In principle, this could create an apparent accelerating expansion without dark energy. Consensus in field appears to be that effect is too small, but may be important in precision dark energy measurements.

What about finite speed of light in very large volume simulations being performed now for surveys?

Page 45: Parallelizing Highly Dynamic N-Body Simulations

Discussion session – numerical issues?

Lack of numerical standards for precision simulations: Previous standards become obsolete as particle numbers and resolution capabilities improve. Every simulation requires convergence tests to be trusted, and few do it. Starting redshift is a good example.

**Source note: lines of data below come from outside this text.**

use eframe::egui::{self, RichText, ScrollArea, Ui};
use egui_extras::{Column, TableBuilder};
use mycelia_ai::botany::model::format_range;
use mycelia_ai::PlantRecord;

use crate::state::AppState;

// ---------------------------------------------------------------------------
// Results table (central panel)
// ---------------------------------------------------------------------------

/// Render the matching plants; clicking a name selects it.
pub fn results_table(ui: &mut Ui, state: &mut AppState) {
    let plants = state.visible_plants();
    if state.database.is_none() {
        ui.centered_and_justified(|ui: &mut Ui| {
            ui.heading("Open a dataset to browse plants  (File → Open CSV…)");
        });
        return;
    }
    if plants.is_empty() {
        ui.centered_and_justified(|ui: &mut Ui| {
            ui.heading("No plant matches the current search");
        });
        return;
    }

    let row_height = egui::TextStyle::Body
        .resolve(ui.style())
        .size
        .max(ui.spacing().interact_size.y);
    let mut clicked: Option<usize> = None;

    TableBuilder::new(ui)
        .striped(true)
        .resizable(true)
        .cell_layout(egui::Layout::left_to_right(egui::Align::Center))
        .column(Column::auto().at_least(160.0))
        .column(Column::auto().at_least(160.0))
        .column(Column::auto())
        .column(Column::auto())
        .column(Column::auto())
        .column(Column::remainder().clip(true))
        .header(20.0, |mut header| {
            for title in ["Common name", "Scientific name", "Type", "Height cm", "pH", "Humidity"] {
                header.col(|ui| {
                    ui.strong(title);
                });
            }
        })
        .body(|body| {
            body.rows(row_height, plants.len(), |mut row| {
                let pos = row.index();
                let idx = state.visible_indices[pos];
                let plant = plants[pos];
                let color = state
                    .color_map
                    .as_ref()
                    .map(|cm| cm.color_for(&plant.kind));

                row.col(|ui| {
                    if ui
                        .selectable_label(state.selected == Some(idx), plant.display_name())
                        .clicked()
                    {
                        clicked = Some(idx);
                    }
                });
                row.col(|ui| {
                    ui.label(RichText::new(&plant.scientific_name).italics());
                });
                row.col(|ui| {
                    let mut text = RichText::new(&plant.kind);
                    if let Some(c) = color {
                        text = text.color(c);
                    }
                    ui.label(text);
                });
                row.col(|ui| {
                    ui.label(format_range(plant.height_min, plant.height_max));
                });
                row.col(|ui| {
                    ui.label(format_range(plant.ph_min, plant.ph_max));
                });
                row.col(|ui| {
                    ui.label(&plant.humidity);
                });
            });
        });

    if clicked.is_some() {
        state.selected = clicked;
    }
}

// ---------------------------------------------------------------------------
// Detail view (bottom panel)
// ---------------------------------------------------------------------------

/// Render every field of the selected plant.
pub fn plant_details(ui: &mut Ui, state: &AppState) {
    let Some(plant) = state.selected_plant() else {
        ui.label("Select a plant to see its details.");
        return;
    };

    ui.horizontal(|ui: &mut Ui| {
        ui.heading(plant.display_name());
        ui.label(RichText::new(&plant.scientific_name).italics());
    });
    ui.separator();

    ScrollArea::vertical()
        .auto_shrink([false, false])
        .show(ui, |ui: &mut Ui| {
            egui::Grid::new("plant_details")
                .num_columns(2)
                .striped(true)
                .show(ui, |ui: &mut Ui| {
                    for (label, value) in detail_rows(plant) {
                        if value.is_empty() {
                            continue;
                        }
                        ui.strong(label);
                        ui.label(value);
                        ui.end_row();
                    }
                });
        });
}

fn detail_rows(plant: &PlantRecord) -> Vec<(&'static str, String)> {
    vec![
        ("Type", plant.kind.clone()),
        ("Description", plant.description.clone()),
        ("Height (cm)", format_range(plant.height_min, plant.height_max)),
        ("Width (cm)", format_range(plant.width_min, plant.width_max)),
        ("pH", format_range(plant.ph_min, plant.ph_max)),
        ("Humidity", plant.humidity.clone()),
        ("Exposure", plant.exposure.clone()),
        ("Companions", plant.companions.clone()),
        ("Usage", plant.usage.clone()),
        ("Foliage", plant.foliage.clone()),
        ("Habit", plant.habit.clone()),
        ("Roots", plant.roots.clone()),
        ("Ecology", plant.ecology.clone()),
        ("Landscape uses", plant.landscape_uses.clone()),
        ("Fertilizer", plant.fertilizer.clone()),
        ("Bloom period", plant.bloom_period.clone()),
        ("Flower colour", plant.flower_color.clone()),
        ("Fruiting", plant.fruiting.clone()),
        ("Toxic", plant.toxic.clone()),
        ("Notes", plant.notes.clone()),
    ]
}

Dark matter detection in a cosmological context. If dark matter is detected, simulations will be needed (including any baryon influences), and to constrain dark matter particle properties. If small scale dark matter structure is important, simulations will need to resolve down to microhalo scale ~(10^20 particles/halo).

To what extent can we trust simulations of quite different models? Some examples include Warm Dark Matter simulations or f(R) gravity models or non-gaussian fluctuation (f_NL).

Can we make any use of GRID computing, or is it all hype?